Boeing Co. workers in North Charleston voted overwhelmingly to disband their union in a move that could give the region an edge in landing an aircraft plant the company is looking to build.
Of the 267 ballots cast, 199 were in favor of decertifying the election that made them members of the International Association of Machinists. The company was pleased; the union was disappointed.
The local plant makes rear fuselage sections for Boeing's 787, a new fast-selling lightweight jet that has been delayed by snags with suppliers and an eight-week strike last year by the IAM.
Boeing has said it would consider North Charleston and its manufacturing hub outside Seattle, among other sites, for a new 787 assembly plant. A decision is expected by the end of the year.
Home sales in the Charleston area were off in August, but future activity could surge on a push from first-time buyers who are looking to take advantage of a financial incentive that's set to expire.
Local home sales dropped 7 percent to 658 transactions compared with the same month last year, but pending sales swelled by 23.8 percent for the same time period, the largest gain for the region since 2005, the Charleston Trident Association of Realtors said. Low interest rates have helped, but much of that increase was attributed to the federal $8,000 tax credit for first time-time buyers. The subsidy expires Nov. 30.
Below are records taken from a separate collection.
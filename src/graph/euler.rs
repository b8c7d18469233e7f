// src/graph/euler.rs
//! Eulerian circuit and trail detection.
//!
//! Both checks combine the degree balance with a connectivity check.
//! A graph with no edges has nothing to traverse and reports neither.

use super::store::DirectedGraph;
use super::types::NodeId;

impl<T: NodeId> DirectedGraph<T> {
    /// A closed walk using every edge exactly once exists.
    ///
    /// Requires at least one edge, strong connectivity over all nodes, and
    /// `in == out` everywhere.
    #[must_use]
    pub fn has_eulerian_circuit(&self) -> bool {
        self.connection_count() > 0
            && self.degree_balance().is_balanced()
            && self.is_strongly_connected()
    }

    /// An open or closed walk using every edge exactly once exists.
    ///
    /// Requires at least one edge, weak connectivity over all nodes, at most
    /// one node with `out = in + 1`, at most one with `in = out + 1`, and
    /// every other node balanced.
    #[must_use]
    pub fn has_eulerian_trail(&self) -> bool {
        self.connection_count() > 0
            && self.degree_balance().admits_trail()
            && self.is_weakly_connected()
    }
}

#[cfg(test)]
mod tests {
    use super::*;

    fn graph(nodes: &[i32], edges: &[(i32, i32)]) -> DirectedGraph<i32> {
        DirectedGraph::from_parts(nodes.iter().copied(), edges.iter().copied())
            .expect("valid graph")
    }

    #[test]
    fn test_eulerian_table() {
        // (nodes, edges, circuit, trail, description)
        let cases = vec![
            (vec![], vec![], false, false, "Empty graph"),
            (vec![1], vec![], false, false, "Single node, no edges"),
            (vec![1, 2], vec![], false, false, "Edgeless pair"),
            (vec![1], vec![(1, 1)], true, true, "Single self loop"),
            (vec![1, 2, 3, 4], vec![(1, 2), (2, 3), (3, 4), (4, 1)], true, true, "Four cycle"),
            (vec![1, 2, 3], vec![(1, 2), (2, 3)], false, true, "Path"),
            (vec![1, 2], vec![(1, 2)], false, true, "Single edge"),
            (vec![1, 2, 3], vec![(1, 2), (1, 3)], false, false, "Two ends"),
            (vec![1, 2, 3], vec![(2, 1), (3, 1)], false, false, "Two starts"),
            (vec![1, 2, 3], vec![(1, 2), (2, 1)], false, false, "Cycle plus isolated node"),
            (
                vec![1, 2, 3, 4],
                vec![(1, 2), (2, 1), (3, 4), (4, 3)],
                false,
                false,
                "Disjoint balanced cycles",
            ),
            (
                vec![1, 2, 3],
                vec![(1, 2), (2, 3), (3, 1), (1, 3), (3, 2)],
                false,
                true,
                "Cycle with detour",
            ),
            (
                vec![1, 2, 3],
                vec![(1, 2), (2, 1), (2, 3), (3, 2), (1, 1)],
                true,
                true,
                "Figure eight with loop",
            ),
        ];

        for (nodes, edges, circuit, trail, desc) in cases {
            let g = graph(&nodes, &edges);
            assert_eq!(g.has_eulerian_circuit(), circuit, "circuit: {desc}");
            assert_eq!(g.has_eulerian_trail(), trail, "trail: {desc}");
        }
    }

    #[test]
    fn test_checks_are_idempotent() {
        let g = graph(&[1, 2, 3], &[(1, 2), (2, 3)]);
        let first = (g.has_eulerian_circuit(), g.has_eulerian_trail());
        let second = (g.has_eulerian_circuit(), g.has_eulerian_trail());
        assert_eq!(first, second);
        assert_eq!(g.connection_count(), 2);
    }
}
The S.C. Supreme Court agreed to review the Coastal Conservation League's challenge to permits for the new container terminal planned for the Port of Charleston.
If the Supreme Court reverses a descision by the appeals court that the League filed its challenge too late, terminal construction on the former Navy base in North Charleston would halt until after the case is heard.
If Trident Health System and Roper St. Francis Healthcare each get the go-ahead from a state court for their proposed 50-bed expansions in Berkeley County, the former says the economics might not work.
Trident CEO Todd Gallati said that he worries about obtaining financing for his company's proposed $115 million hospital in Moncks Corner if a second facility also is built near Carnes Crossroads.
Trident estimates that the two full-service medical centers would lose a combined $58 million in the first three years. Roper St. Francis said that both would operate profitably.
BMW, one of South Carolina's biggest economic-development coups and an important customer for the Port of Charleston, marked the 15-year anniversary of the first car rolling off its assembly line in Greer on Sept 8, 1994. The 5,000-worker Upstate plant also celebrated the completion of its 1.5 millionth vehicle: a 2009 Monaco Blue BMW X6 xDrive 35i with oyster interior features.